## [Input]
==*==
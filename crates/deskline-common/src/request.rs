//! # Stateless request/response mapping
//!
//! Mapping overview:
//! - Requests are typed values implementing [`ApiRequest`]; the request knows
//!   its path, method, query string and body.
//! - Success (2xx): the body is kept in a [`Response`] and decoded on demand
//!   into the endpoint's typed output.
//! - Anything else becomes [`ClientError::Http`] carrying the status and the
//!   raw body; [`HttpError::api_error`](crate::error::HttpError::api_error)
//!   decodes the platform's error shape.

use std::marker::PhantomData;

use bytes::Bytes;
use http::{
    HeaderName, HeaderValue, Request, StatusCode,
    header::{ACCEPT, CONTENT_TYPE},
};
use url::Url;

use crate::error::{ClientError, ClientResult, DecodeError, EncodeError, HttpError, TransportError};
use crate::http_client::HttpClient;

/// HTTP method used by an endpoint
#[derive(Debug, Clone, Copy, PartialEq, Eq, Hash)]
pub enum ApiMethod {
    /// HTTP GET
    Get,
    /// HTTP POST with the given body encoding
    Post(&'static str),
    /// HTTP DELETE
    Delete,
}

impl ApiMethod {
    /// Get the HTTP method string
    pub const fn as_str(&self) -> &'static str {
        match self {
            Self::Get => "GET",
            Self::Post(_) => "POST",
            Self::Delete => "DELETE",
        }
    }

    /// Get the body encoding type for this method (POST only)
    pub const fn body_encoding(&self) -> Option<&'static str> {
        match self {
            Self::Post(enc) => Some(*enc),
            Self::Get | Self::Delete => None,
        }
    }
}

impl From<ApiMethod> for http::Method {
    fn from(method: ApiMethod) -> Self {
        match method {
            ApiMethod::Get => http::Method::GET,
            ApiMethod::Post(_) => http::Method::POST,
            ApiMethod::Delete => http::Method::DELETE,
        }
    }
}

/// Trait for API request types
///
/// Implemented on the request value itself. The associated [`ApiResp`] marker
/// carries the output type and how to decode it.
pub trait ApiRequest {
    /// Short endpoint name, used in errors and tracing spans
    const ENDPOINT: &'static str;

    /// HTTP method
    const METHOD: ApiMethod;

    /// Response marker for this request
    type Response: ApiResp;

    /// Path below the API base URL, starting with `/`
    fn path(&self) -> String;

    /// Encode the query string, if the endpoint takes one.
    fn encode_query(&self) -> Result<Option<String>, EncodeError> {
        Ok(None)
    }

    /// Encode the request body. Only consulted for [`ApiMethod::Post`].
    fn encode_body(&self) -> Result<Vec<u8>, EncodeError> {
        Ok(Vec::new())
    }
}

/// Trait for API response markers
pub trait ApiResp {
    /// Output encoding (MIME type), sent as `Accept`
    const ENCODING: &'static str = "application/json";

    /// Decoded output type
    type Output;

    /// Decode a successful response body.
    fn decode_output(body: &[u8]) -> Result<Self::Output, DecodeError>;
}

/// Per-request options.
#[derive(Debug, Default, Clone)]
pub struct CallOptions {
    /// Extra headers to attach to every request (authorization, user agent, ...).
    pub extra_headers: Vec<(HeaderName, HeaderValue)>,
}

impl CallOptions {
    /// Set a header, replacing any earlier value for the same name.
    pub fn set_header(&mut self, name: HeaderName, value: HeaderValue) {
        self.extra_headers.retain(|(n, _)| *n != name);
        self.extra_headers.push((name, value));
    }
}

/// Extension for stateless calls on any `HttpClient`.
///
/// Example
/// ```no_run
/// # #[tokio::main]
/// # async fn main() -> Result<(), Box<dyn std::error::Error>> {
/// use deskline_common::request::ApiExt;
///
/// let http = reqwest::Client::new();
/// let base = url::Url::parse("https://acme.zendesk.com/api/v2")?;
/// // let resp = http.api(base).send(&request).await?;
/// # Ok(())
/// # }
/// ```
pub trait ApiExt: HttpClient {
    /// Start building a call against the given base URL.
    fn api<'a>(&'a self, base: Url) -> ApiCall<'a, Self>
    where
        Self: Sized,
    {
        ApiCall {
            client: self,
            base,
            opts: CallOptions::default(),
        }
    }
}

impl<T: HttpClient> ApiExt for T {}

/// Stateless call builder.
pub struct ApiCall<'a, C: HttpClient> {
    pub(crate) client: &'a C,
    pub(crate) base: Url,
    pub(crate) opts: CallOptions,
}

impl<'a, C: HttpClient> ApiCall<'a, C> {
    /// Add an extra header.
    pub fn header(mut self, name: HeaderName, value: HeaderValue) -> Self {
        self.opts.extra_headers.push((name, value));
        self
    }

    /// Replace the builder's options entirely.
    pub fn with_options(mut self, opts: CallOptions) -> Self {
        self.opts = opts;
        self
    }

    /// Send the given typed request and return a response wrapper.
    ///
    /// Request encoding runs first, so a request that cannot be encoded never
    /// reaches the transport.
    #[cfg_attr(feature = "tracing", tracing::instrument(level = "debug", skip(self, request), fields(endpoint = R::ENDPOINT)))]
    pub async fn send<R>(self, request: &R) -> ClientResult<Response<R::Response>>
    where
        R: ApiRequest,
    {
        let http_request = build_http_request(&self.base, request, &self.opts)?;

        let http_response = self
            .client
            .send_http(http_request)
            .await
            .map_err(TransportError::from_client_error)?;

        process_response(http_response)
    }
}

/// Build the full URL for a request: base path, endpoint path, query.
pub fn request_url<R: ApiRequest>(base: &Url, req: &R) -> Result<Url, EncodeError> {
    let mut url = base.clone();
    let mut path = url.path().trim_end_matches('/').to_owned();
    path.push_str(&req.path());
    url.set_path(&path);

    match req.encode_query()? {
        Some(qs) if !qs.is_empty() => url.set_query(Some(&qs)),
        _ => url.set_query(None),
    }
    Ok(url)
}

/// Build an HTTP request for a call given base URL and options
pub fn build_http_request<R>(
    base: &Url,
    req: &R,
    opts: &CallOptions,
) -> ClientResult<Request<Vec<u8>>>
where
    R: ApiRequest,
{
    let url = request_url(base, req)?;

    let mut builder = Request::builder()
        .method(http::Method::from(R::METHOD))
        .uri(url.as_str())
        .header(ACCEPT, <R::Response as ApiResp>::ENCODING);

    if let Some(encoding) = R::METHOD.body_encoding() {
        builder = builder.header(CONTENT_TYPE, encoding);
    }
    for (name, value) in &opts.extra_headers {
        builder = builder.header(name, value);
    }

    let body = match R::METHOD {
        ApiMethod::Post(_) => req.encode_body()?,
        ApiMethod::Get | ApiMethod::Delete => Vec::new(),
    };

    builder
        .body(body)
        .map_err(|e| TransportError::InvalidRequest(e.to_string()).into())
}

/// Process the HTTP response from the server statelessly.
///
/// Exposed to make things more easily pluggable
#[inline]
pub fn process_response<Resp>(http_response: http::Response<Vec<u8>>) -> ClientResult<Response<Resp>>
where
    Resp: ApiResp,
{
    let status = http_response.status();
    let buffer = Bytes::from(http_response.into_body());

    if !status.is_success() {
        return Err(ClientError::Http(HttpError {
            status,
            body: (!buffer.is_empty()).then_some(buffer),
        }));
    }

    Ok(Response::new(buffer, status))
}

/// Successful response wrapper that owns the response buffer
///
/// Generic over the response marker type, not the request.
pub struct Response<Resp: ApiResp> {
    _marker: PhantomData<fn() -> Resp>,
    buffer: Bytes,
    status: StatusCode,
}

impl<R: ApiResp> std::fmt::Debug for Response<R> {
    fn fmt(&self, f: &mut std::fmt::Formatter<'_>) -> std::fmt::Result {
        f.debug_struct("Response")
            .field("status", &self.status)
            .field("len", &self.buffer.len())
            .finish()
    }
}

impl<R: ApiResp> Response<R> {
    /// Create a new response from a buffer and status code
    pub fn new(buffer: Bytes, status: StatusCode) -> Self {
        Self {
            buffer,
            status,
            _marker: PhantomData,
        }
    }

    /// Get the HTTP status code
    pub fn status(&self) -> StatusCode {
        self.status
    }

    /// Get the raw buffer
    pub fn buffer(&self) -> &Bytes {
        &self.buffer
    }

    /// Decode the output without consuming the response
    pub fn output(&self) -> Result<R::Output, DecodeError> {
        R::decode_output(&self.buffer)
    }

    /// Decode the output, consuming the response
    pub fn into_output(self) -> Result<R::Output, DecodeError> {
        R::decode_output(&self.buffer)
    }
}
==*==
## [What to do]
Lines from the top of the entries above to the line that contains "endpoint's typed output." should be set down exactly, please, with both ends kept and nothing added.

## [Problem solution]
filename crates/deskline-common/src/request.rs
//! # Stateless request/response mapping
//!
//! Mapping overview:
//! - Requests are typed values implementing [`ApiRequest`]; the request knows
//!   its path, method, query string and body.
//! - Success (2xx): the body is kept in a [`Response`] and decoded on demand
//!   into the endpoint's typed output.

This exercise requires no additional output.